Wednesday, August 20, 2014

Lady Snowblood 2: Love Song of Vengeance, Inspiration from Japan

Our governments thrive on keeping the citizenry stupid.  Rulers revel in telling us that if us little people want to make a difference, we should be obedient to some stupid recycling program in order to save the planet.  Lady Snowblood (Meiko Kaji) would have no patience for this guidance.  In 1974's sequel to "Lady Snowblood," our heroine battles a corrupt and bullying government by disposing of them with swords and daggers.  "Lady Snowblood 2: Love Song of Vengeance" is pure fantasy as we see what happens when us little people actually fight back.  The operable quote in this film describing Lady Snowblood, is "Without blood, you would be merely snow...that melts into dirt."  Suppressed in American public schools is the reality that the founding fathers of our country knew that freedom would not be obtained without blood.
As our sequel begins, it is 1905, and the Russo-Japanese war has just ended. The mood is right for political reform, but corrupt power mongers want to hold onto their power and wealth.  Lady Snowblood (Meiko Kaji) is captured by about 200 Japanese cops (see above photo).  She is sentenced to be hung for the 37 assassinations she committed in the first "Lady Snowblood" film (see this blog for my review of "Lady Snowblood" dated Aug. 6th).  On her way to the gallows, she is "rescued" by the state's secret police.  Realizing Japan's peasants are ripe for rebellion, Kikui (Shin Kishida), head of the secret police, offers her a deal.  Lady Snowblood, or Yuki, in exchange for her freedom, is sent to spy on an anarchist leader, Ransui (Juzo Itami), and recover a secret document he has stolen.  She goes, but as she realizes that Ransui's motives are pure, she betrays the secret police.  Now serving as Ransui's bodyguard, the secret police make their move.  Kikui's men capture Ransui, but Yuki escapes with the secret document.
Ransui goes through a blood curdling bout of torture at police headquarters.  The document reveals that anarchists were falsely blamed for assassination attempts against the emperor.  If the peasants knew that anarchists were being executed for trumped up charges, they would rebel.  Yuki must now conspire with Ransui's grouchy brother, who would rather blackmail the government than start a rebellion.  Where Ransui lived for leading anti-government movements, his brother seeks financial security.  Then the horrific happens; the secret police inject Ransui with the bubonic plague and deposit him in the slums to infect all the peasants. Yuki then heads to Kikui's mansion, where a sword and dagger battle between her and dozens of secret police is waged with lots of spurting blood.  As the infection spreads, Yuki realizes that blackmail and rebellion must now take a backseat to her brand of justice....carnage a la sword.  She then sets out to end not only Kikui's rule, but the reign of the emperor.

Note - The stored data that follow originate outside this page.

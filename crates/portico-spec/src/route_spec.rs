//! Declarative route schema descriptors.
//!
//! A [`RouteSpec`] declares, for one route: optional input schemas per
//! validation target, documentation fields, and a mapping from response
//! status code to a [`ResponseSpec`]. Specs are built once at route
//! registration, are immutable afterward, and are shared across all requests
//! to the route.

use indexmap::IndexMap;
use portico_core::schema::{ValidateSchema, ValidationTarget};
use portico_core::FieldSchema;
use portico_docs::{MediaDoc, ResponseDoc, RouteDoc};
use std::collections::BTreeMap;
use std::sync::Arc;

/// Media content declared for one MIME type of a response.
///
/// `schema`/`example` feed documentation only. `v_schema` is what activates
/// response validation for the status + content-type pair; without it the
/// entry is documented but unchecked.
#[derive(Clone, Default)]
pub struct MediaSpec {
    /// Documentation JSON Schema for the body.
    pub schema: Option<serde_json::Value>,
    /// Documentation example value.
    pub example: Option<serde_json::Value>,
    /// Validation contract the response body must satisfy.
    pub v_schema: Option<Arc<dyn ValidateSchema>>,
}

impl MediaSpec {
    /// A media entry that documents a body schema without enforcing it.
    #[must_use]
    pub fn documented(schema: serde_json::Value) -> Self {
        Self {
            schema: Some(schema),
            ..Self::default()
        }
    }

    /// A media entry enforced by the given validation contract.
    #[must_use]
    pub fn validated(schema: impl ValidateSchema) -> Self {
        Self {
            v_schema: Some(Arc::new(schema)),
            ..Self::default()
        }
    }

    /// A media entry enforced by a [`FieldSchema`], which also documents
    /// itself as JSON Schema.
    #[must_use]
    pub fn validated_fields(schema: FieldSchema) -> Self {
        Self {
            schema: Some(schema.json_schema()),
            example: None,
            v_schema: Some(Arc::new(schema)),
        }
    }

    /// Attaches a documentation example.
    #[must_use]
    pub fn example(mut self, example: serde_json::Value) -> Self {
        self.example = Some(example);
        self
    }
}

impl std::fmt::Debug for MediaSpec {
    fn fmt(&self, f: &mut std::fmt::Formatter<'_>) -> std::fmt::Result {
        f.debug_struct("MediaSpec")
            .field("schema", &self.schema)
            .field("example", &self.example)
            .field("v_schema", &self.v_schema.as_ref().map(|_| "<schema>"))
            .finish()
    }
}

/// Declared documentation and validation for one response status.
#[derive(Debug, Clone)]
pub struct ResponseSpec {
    /// Human-readable description, required for documentation.
    pub description: String,
    /// Content entries keyed by MIME type.
    pub content: IndexMap<String, MediaSpec>,
}

impl ResponseSpec {
    /// Creates a response spec with no content entries.
    #[must_use]
    pub fn new(description: impl Into<String>) -> Self {
        Self {
            description: description.into(),
            content: IndexMap::new(),
        }
    }

    /// Adds a content entry for a MIME type.
    #[must_use]
    pub fn media(mut self, mime: impl Into<String>, media: MediaSpec) -> Self {
        self.content.insert(mime.into(), media);
        self
    }

    /// Adds an `application/json` content entry.
    #[must_use]
    pub fn json(self, media: MediaSpec) -> Self {
        self.media("application/json", media)
    }

    /// Adds a `text/plain` content entry.
    #[must_use]
    pub fn text(self, media: MediaSpec) -> Self {
        self.media("text/plain", media)
    }
}

/// The declarative schema for one route.
#[derive(Clone, Default)]
pub struct RouteSpec {
    summary: Option<String>,
    description: Option<String>,
    tags: Vec<String>,
    deprecated: bool,
    body: Option<Arc<dyn ValidateSchema>>,
    form: Option<Arc<dyn ValidateSchema>>,
    query: Option<Arc<dyn ValidateSchema>>,
    params: Option<Arc<dyn ValidateSchema>>,
    headers: Option<Arc<dyn ValidateSchema>>,
    cookies: Option<Arc<dyn ValidateSchema>>,
    responses: BTreeMap<u16, ResponseSpec>,
}

impl RouteSpec {
    /// Creates a new spec builder.
    #[must_use]
    pub fn builder() -> RouteSpecBuilder {
        RouteSpecBuilder::default()
    }

    /// Returns the declared input schema for a target, if any.
    #[must_use]
    pub fn input(&self, target: ValidationTarget) -> Option<&Arc<dyn ValidateSchema>> {
        match target {
            ValidationTarget::Body => self.body.as_ref(),
            ValidationTarget::Form => self.form.as_ref(),
            ValidationTarget::Query => self.query.as_ref(),
            ValidationTarget::Params => self.params.as_ref(),
            ValidationTarget::Headers => self.headers.as_ref(),
            ValidationTarget::Cookies => self.cookies.as_ref(),
        }
    }

    /// Returns declared input targets and their schemas in evaluation order.
    pub fn inputs(&self) -> impl Iterator<Item = (ValidationTarget, Arc<dyn ValidateSchema>)> + '_ {
        ValidationTarget::all()
            .into_iter()
            .filter_map(|target| self.input(target).map(|schema| (target, schema.clone())))
    }

    /// Returns the declared response map.
    #[must_use]
    pub fn responses(&self) -> &BTreeMap<u16, ResponseSpec> {
        &self.responses
    }

    /// Consumes the spec, returning the response map.
    #[must_use]
    pub fn into_responses(self) -> BTreeMap<u16, ResponseSpec> {
        self.responses
    }

    /// Renders this spec as the documentation record for one route.
    #[must_use]
    pub fn route_doc(&self, method: http::Method, path: &str) -> RouteDoc {
        let responses = self
            .responses
            .iter()
            .map(|(status, spec)| {
                let content = spec
                    .content
                    .iter()
                    .map(|(mime, media)| {
                        (
                            mime.clone(),
                            MediaDoc {
                                schema: media.schema.clone(),
                                example: media.example.clone(),
                            },
                        )
                    })
                    .collect();
                (
                    *status,
                    ResponseDoc {
                        description: spec.description.clone(),
                        content,
                    },
                )
            })
            .collect();

        RouteDoc {
            method,
            path: path.to_string(),
            summary: self.summary.clone(),
            description: self.description.clone(),
            tags: self.tags.clone(),
            deprecated: self.deprecated,
            responses,
        }
    }
}

impl std::fmt::Debug for RouteSpec {
    fn fmt(&self, f: &mut std::fmt::Formatter<'_>) -> std::fmt::Result {
        let declared: Vec<&'static str> = ValidationTarget::all()
            .into_iter()
            .filter(|t| self.input(*t).is_some())
            .map(ValidationTarget::name)
            .collect();
        f.debug_struct("RouteSpec")
            .field("summary", &self.summary)
            .field("tags", &self.tags)
            .field("deprecated", &self.deprecated)
            .field("inputs", &declared)
            .field("responses", &self.responses.keys().collect::<Vec<_>>())
            .finish()
    }
}

/// Builder for [`RouteSpec`].
#[derive(Default)]
pub struct RouteSpecBuilder {
    spec: RouteSpec,
}

impl RouteSpecBuilder {
    /// Sets the route summary.
    #[must_use]
    pub fn summary(mut self, summary: impl Into<String>) -> Self {
        self.spec.summary = Some(summary.into());
        self
    }

    /// Sets the route description.
    #[must_use]
    pub fn description(mut self, description: impl Into<String>) -> Self {
        self.spec.description = Some(description.into());
        self
    }

    /// Adds a grouping tag.
    #[must_use]
    pub fn tag(mut self, tag: impl Into<String>) -> Self {
        self.spec.tags.push(tag.into());
        self
    }

    /// Marks the route deprecated.
    #[must_use]
    pub fn deprecated(mut self, deprecated: bool) -> Self {
        self.spec.deprecated = deprecated;
        self
    }

    /// Declares a JSON body schema.
    #[must_use]
    pub fn body(mut self, schema: impl ValidateSchema) -> Self {
        self.spec.body = Some(Arc::new(schema));
        self
    }

    /// Declares a form body schema.
    #[must_use]
    pub fn form(mut self, schema: impl ValidateSchema) -> Self {
        self.spec.form = Some(Arc::new(schema));
        self
    }

    /// Declares a query string schema.
    #[must_use]
    pub fn query(mut self, schema: impl ValidateSchema) -> Self {
        self.spec.query = Some(Arc::new(schema));
        self
    }

    /// Declares a path parameter schema.
    #[must_use]
    pub fn params(mut self, schema: impl ValidateSchema) -> Self {
        self.spec.params = Some(Arc::new(schema));
        self
    }

    /// Declares a header schema.
    #[must_use]
    pub fn headers(mut self, schema: impl ValidateSchema) -> Self {
        self.spec.headers = Some(Arc::new(schema));
        self
    }

    /// Declares a cookie schema.
    #[must_use]
    pub fn cookies(mut self, schema: impl ValidateSchema) -> Self {
        self.spec.cookies = Some(Arc::new(schema));
        self
    }

    /// Declares a response for a status code.
    #[must_use]
    pub fn response(mut self, status: u16, response: ResponseSpec) -> Self {
        self.spec.responses.insert(status, response);
        self
    }

    /// Builds the spec.
    #[must_use]
    pub fn build(self) -> RouteSpec {
        self.spec
    }
}
//! Process-wide route metadata registry.
//!
//! Route registration is sequential and happens before traffic is served, so
//! the registry is effectively write-once: the documentation stage writes one
//! entry per route at startup and the OpenAPI generator reads them afterward.

use http::Method;
use indexmap::IndexMap;
use parking_lot::RwLock;
use std::collections::BTreeMap;

/// Documented media content for one MIME type of a response.
#[derive(Debug, Clone, Default, PartialEq)]
pub struct MediaDoc {
    /// JSON Schema describing the body, if declared.
    pub schema: Option<serde_json::Value>,
    /// Example value.
    pub example: Option<serde_json::Value>,
}

/// Documentation for one response status of a route.
#[derive(Debug, Clone, PartialEq)]
pub struct ResponseDoc {
    /// Human-readable description.
    pub description: String,
    /// Content by MIME type.
    pub content: IndexMap<String, MediaDoc>,
}

impl ResponseDoc {
    /// Creates a response doc with no content entries.
    #[must_use]
    pub fn new(description: impl Into<String>) -> Self {
        Self {
            description: description.into(),
            content: IndexMap::new(),
        }
    }
}

/// The metadata record registered for one route.
#[derive(Debug, Clone, PartialEq)]
pub struct RouteDoc {
    /// HTTP method.
    pub method: Method,
    /// Route path template, e.g. `/items/{id}`.
    pub path: String,
    /// Short summary.
    pub summary: Option<String>,
    /// Full description.
    pub description: Option<String>,
    /// Grouping tags.
    pub tags: Vec<String>,
    /// Whether the route is deprecated.
    pub deprecated: bool,
    /// Response documentation keyed by status code.
    pub responses: BTreeMap<u16, ResponseDoc>,
}

/// Write-once registry of route documentation.
///
/// Populated during route registration, read by the OpenAPI generator.
/// No per-request mutation happens after startup.
#[derive(Debug, Default)]
pub struct DocsRegistry {
    routes: RwLock<Vec<RouteDoc>>,
}

impl DocsRegistry {
    /// Creates an empty registry.
    #[must_use]
    pub fn new() -> Self {
        Self::default()
    }

    /// Registers a route's documentation.
    ///
    /// Registering the same method+path twice replaces the earlier entry and
    /// logs a warning; it signals an authoring mistake, not a runtime fault.
    pub fn register(&self, doc: RouteDoc) {
        let mut routes = self.routes.write();
        if let Some(existing) = routes
            .iter_mut()
            .find(|r| r.method == doc.method && r.path == doc.path)
        {
            tracing::warn!(
                method = %doc.method,
                path = %doc.path,
                "route documentation registered twice, replacing earlier entry"
            );
            *existing = doc;
        } else {
            routes.push(doc);
        }
    }

    /// Returns a snapshot of all registered routes, in registration order.
    #[must_use]
    pub fn routes(&self) -> Vec<RouteDoc> {
        self.routes.read().clone()
    }

    /// Returns the number of registered routes.
    #[must_use]
    pub fn len(&self) -> usize {
        self.routes.read().len()
    }

    /// Returns true if nothing has been registered.
    #[must_use]
    pub fn is_empty(&self) -> bool {
        self.routes.read().is_empty()
    }

    /// Looks up the registered documentation for one route.
    #[must_use]
    pub fn get(&self, method: &Method, path: &str) -> Option<RouteDoc> {
        self.routes
            .read()
            .iter()
            .find(|r| &r.method == method && r.path == path)
            .cloned()
    }
}
impl FieldSchemaBuilder {
    /// Declares a required field.
    #[must_use]
    pub fn required(mut self, name: &str, rule: FieldRule) -> Self {
        self.fields.push(Field {
            name: name.to_string(),
            rule,
            required: true,
        });
        self
    }

    /// Declares an optional field.
    #[must_use]
    pub fn optional(mut self, name: &str, rule: FieldRule) -> Self {
        self.fields.push(Field {
            name: name.to_string(),
            rule,
            required: false,
        });
        self
    }

    /// Sets how undeclared fields are treated. The default strips them.
    #[must_use]
    pub fn additional(mut self, additional: AdditionalFields) -> Self {
        self.additional = additional;
        self
    }

    /// Builds the schema.
    #[must_use]
    pub fn build(self) -> FieldSchema {
        FieldSchema {
            fields: self.fields,
            additional: self.additional,
        }
    }
}
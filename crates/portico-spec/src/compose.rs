//! Composition of a route spec into an ordered middleware chain.

use crate::route_spec::RouteSpec;
use crate::stages::{
    DescribeRouteStage, Handler, HandlerStage, InputValidationStage, ResponseValidationStage,
};
use http::Method;
use portico_core::middleware::BoxedMiddleware;
use portico_docs::DocsRegistry;
use std::sync::Arc;

/// Composes a [`RouteSpec`] and a handler into an ordered middleware chain.
///
/// The chain runs, in order:
///
/// 1. documentation registration (a pass-through at request time; the
///    registry write happens here, during composition),
/// 2. one input validation stage per declared target, in the fixed order
///    body, form, query, params, headers, cookies,
/// 3. response validation for the declared response statuses,
/// 4. the handler.
///
/// The returned stages are ready to mount on a router; each request walks
/// them front to back via [`run_chain`](portico_core::middleware::run_chain).
///
/// # Example
///
/// ```
/// use portico_core::middleware::BoxFuture;
/// use portico_core::schema::{FieldRule, FieldSchema};
/// use portico_core::{Request, Response, ResponseExt, RouteContext};
/// use portico_docs::DocsRegistry;
/// use portico_spec::{with_route_spec, MediaSpec, ResponseSpec, RouteSpec};
/// use std::sync::Arc;
///
/// let registry = Arc::new(DocsRegistry::new());
/// let spec = RouteSpec::builder()
///     .summary("List products")
///     .query(
///         FieldSchema::builder()
///             .required("count", FieldRule::integer_min(1))
///             .build(),
///     )
///     .response(200, ResponseSpec::new("Success").json(MediaSpec::documented(
///         serde_json::json!({"type": "object"}),
///     )))
///     .build();
///
/// let chain = with_route_spec(
///     &registry,
///     http::Method::GET,
///     "/products",
///     spec,
///     |_ctx: &mut RouteContext, _request: Request| -> BoxFuture<'static, Response> {
///         Box::pin(async { Response::error(http::StatusCode::OK, "OK") })
///     },
/// );
///
/// assert_eq!(chain.len(), 4);
/// assert_eq!(registry.len(), 1);
/// ```
pub fn with_route_spec<H: Handler>(
    registry: &Arc<DocsRegistry>,
    method: Method,
    path: &str,
    spec: RouteSpec,
    handler: H,
) -> Vec<BoxedMiddleware> {
    let mut stages: Vec<BoxedMiddleware> = Vec::new();

    stages.push(Arc::new(DescribeRouteStage::new(
        registry,
        method.clone(),
        path,
        &spec,
    )));

    for (target, schema) in spec.inputs() {
        stages.push(Arc::new(InputValidationStage::new(target, schema)));
    }

    stages.push(Arc::new(ResponseValidationStage::new(Arc::new(
        spec.into_responses(),
    ))));

    stages.push(Arc::new(HandlerStage::new(handler)));

    tracing::debug!(method = %method, path, stages = stages.len(), "composed route chain");
    stages
}
//! Per-request context types.
//!
//! The [`RouteContext`] carries state through a route chain: a request id,
//! path parameters supplied by the routing engine, typed extensions, and the
//! validated outputs produced by input-validation stages.

use crate::schema::ValidationTarget;
use serde::{Deserialize, Serialize};
use std::any::{Any, TypeId};
use std::collections::HashMap;
use std::time::Instant;
use uuid::Uuid;

/// A unique identifier for each request, using UUID v7.
///
/// UUID v7 is time-ordered, which makes it suitable for request tracking
/// and log correlation.
#[derive(Debug, Clone, Copy, PartialEq, Eq, Hash, Serialize, Deserialize)]
#[serde(transparent)]
pub struct RequestId(Uuid);

impl RequestId {
    /// Creates a new unique request ID.
    #[must_use]
    pub fn new() -> Self {
        Self(Uuid::now_v7())
    }

    /// Creates a `RequestId` from an existing UUID.
    #[must_use]
    pub const fn from_uuid(uuid: Uuid) -> Self {
        Self(uuid)
    }

    /// Returns the underlying UUID.
    #[must_use]
    pub const fn as_uuid(&self) -> &Uuid {
        &self.0
    }
}

impl Default for RequestId {
    fn default() -> Self {
        Self::new()
    }
}

impl std::fmt::Display for RequestId {
    fn fmt(&self, f: &mut std::fmt::Formatter<'_>) -> std::fmt::Result {
        write!(f, "{}", self.0)
    }
}

/// Path parameters extracted by the routing engine for a matched route.
///
/// Stored as (name, value) pairs; routes rarely carry more than a handful.
#[derive(Debug, Clone, PartialEq, Eq, Default)]
pub struct Params {
    inner: Vec<(String, String)>,
}

impl Params {
    /// Creates a new empty parameter set.
    #[must_use]
    pub fn new() -> Self {
        Self::default()
    }

    /// Adds a parameter to the set.
    pub fn push(&mut self, name: impl Into<String>, value: impl Into<String>) {
        self.inner.push((name.into(), value.into()));
    }

    /// Returns the value for a parameter by name.
    #[must_use]
    pub fn get(&self, name: &str) -> Option<&str> {
        self.inner
            .iter()
            .find(|(n, _)| n == name)
            .map(|(_, v)| v.as_str())
    }

    /// Returns true if there are no parameters.
    #[must_use]
    pub fn is_empty(&self) -> bool {
        self.inner.is_empty()
    }

    /// Returns the number of parameters.
    #[must_use]
    pub fn len(&self) -> usize {
        self.inner.len()
    }

    /// Returns an iterator over the parameters.
    pub fn iter(&self) -> impl Iterator<Item = (&str, &str)> {
        self.inner.iter().map(|(n, v)| (n.as_str(), v.as_str()))
    }
}

/// Context that flows through a route chain.
///
/// Mutable during chain processing: input-validation stages deposit their
/// coerced outputs here, where later stages and the handler can read them.
/// Nothing in the context is shared between concurrent requests.
#[derive(Debug)]
pub struct RouteContext {
    /// Unique identifier for this request.
    request_id: RequestId,

    /// When the request started processing.
    started_at: Instant,

    /// Path parameters from the route match.
    path_params: Params,

    /// Validated and coerced input values, keyed by target.
    validated: HashMap<ValidationTarget, serde_json::Value>,

    /// Type-erased extension data.
    extensions: HashMap<TypeId, Box<dyn Any + Send + Sync>>,
}

impl RouteContext {
    /// Creates a new context with a fresh request ID.
    #[must_use]
    pub fn new() -> Self {
        Self {
            request_id: RequestId::new(),
            started_at: Instant::now(),
            path_params: Params::new(),
            validated: HashMap::new(),
            extensions: HashMap::new(),
        }
    }

    /// Creates a context carrying path parameters from a route match.
    #[must_use]
    pub fn with_path_params(path_params: Params) -> Self {
        Self {
            path_params,
            ..Self::new()
        }
    }

    /// Returns the request ID.
    #[must_use]
    pub fn request_id(&self) -> RequestId {
        self.request_id
    }

    /// Returns when the request started processing.
    #[must_use]
    pub fn started_at(&self) -> Instant {
        self.started_at
    }

    /// Returns the elapsed time since the request started.
    #[must_use]
    pub fn elapsed(&self) -> std::time::Duration {
        self.started_at.elapsed()
    }

    /// Returns the path parameters for the matched route.
    #[must_use]
    pub fn path_params(&self) -> &Params {
        &self.path_params
    }

    /// Returns a mutable reference to path parameters.
    ///
    /// Populated by the routing engine before the chain runs.
    pub fn path_params_mut(&mut self) -> &mut Params {
        &mut self.path_params
    }

    /// Stores the validated output for an input target.
    ///
    /// Called by input-validation stages after a successful parse.
    pub fn set_valid(&mut self, target: ValidationTarget, value: serde_json::Value) {
        self.validated.insert(target, value);
    }

    /// Returns the validated output for an input target, if present.
    #[must_use]
    pub fn valid(&self, target: ValidationTarget) -> Option<&serde_json::Value> {
        self.validated.get(&target)
    }

    /// Stores a typed extension value.
    pub fn set_extension<T: Send + Sync + 'static>(&mut self, value: T) {
        self.extensions.insert(TypeId::of::<T>(), Box::new(value));
    }

    /// Retrieves a typed extension value.
    #[must_use]
    pub fn get_extension<T: Send + Sync + 'static>(&self) -> Option<&T> {
        self.extensions
            .get(&TypeId::of::<T>())
            .and_then(|v| v.downcast_ref())
    }

    /// Removes and returns a typed extension value.
    pub fn remove_extension<T: Send + Sync + 'static>(&mut self) -> Option<T> {
        self.extensions
            .remove(&TypeId::of::<T>())
            .and_then(|v| v.downcast().ok())
            .map(|b| *b)
    }

    /// Checks if an extension of the given type exists.
    #[must_use]
    pub fn has_extension<T: Send + Sync + 'static>(&self) -> bool {
        self.extensions.contains_key(&TypeId::of::<T>())
    }
}

impl Default for RouteContext {
    fn default() -> Self {
        Self::new()
    }
}

#[cfg(test)]
mod tests {
    use super::*;
    use serde_json::json;

    #[test]
    fn test_request_id_is_unique() {
        let a = RequestId::new();
        let b = RequestId::new();
        assert_ne!(a, b);
    }

    #[test]
    fn test_params_lookup() {
        let mut params = Params::new();
        params.push("id", "42");
        params.push("action", "view");

        assert_eq!(params.get("id"), Some("42"));
        assert_eq!(params.get("action"), Some("view"));
        assert_eq!(params.get("missing"), None);
        assert_eq!(params.len(), 2);
    }

    #[test]
    fn test_validated_outputs() {
        let mut ctx = RouteContext::new();
        assert!(ctx.valid(ValidationTarget::Query).is_none());

        ctx.set_valid(ValidationTarget::Query, json!({"count": 2}));
        assert_eq!(
            ctx.valid(ValidationTarget::Query),
            Some(&json!({"count": 2}))
        );
        assert!(ctx.valid(ValidationTarget::Body).is_none());
    }

    #[test]
    fn test_with_path_params() {
        let mut params = Params::new();
        params.push("id", "7");

        let ctx = RouteContext::with_path_params(params);
        assert_eq!(ctx.path_params().get("id"), Some("7"));
    }

    #[test]
    fn test_extensions() {
        #[derive(Debug, Clone, PartialEq)]
        struct Flag(bool);

        let mut ctx = RouteContext::new();
        assert!(!ctx.has_extension::<Flag>());

        ctx.set_extension(Flag(true));
        assert_eq!(ctx.get_extension::<Flag>(), Some(&Flag(true)));

        let removed = ctx.remove_extension::<Flag>();
        assert_eq!(removed, Some(Flag(true)));
        assert!(!ctx.has_extension::<Flag>());
    }
}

Will Yuki succeed in altering world history with just one sword?  Will the conflict resolution models displayed in this film ever be taught in communication classes at our universities?  This is an ambitious plot.  Where the first "Lady Snowblood" saw Yuki destroy the individuals responsible for her mother's fate, this sequel has Yuki toppling a government that just won a war.  The Japanese lost 370,000 soldiers during their war with Russia, and in these two movies, lost nearly that much to a young lady born of vengeance.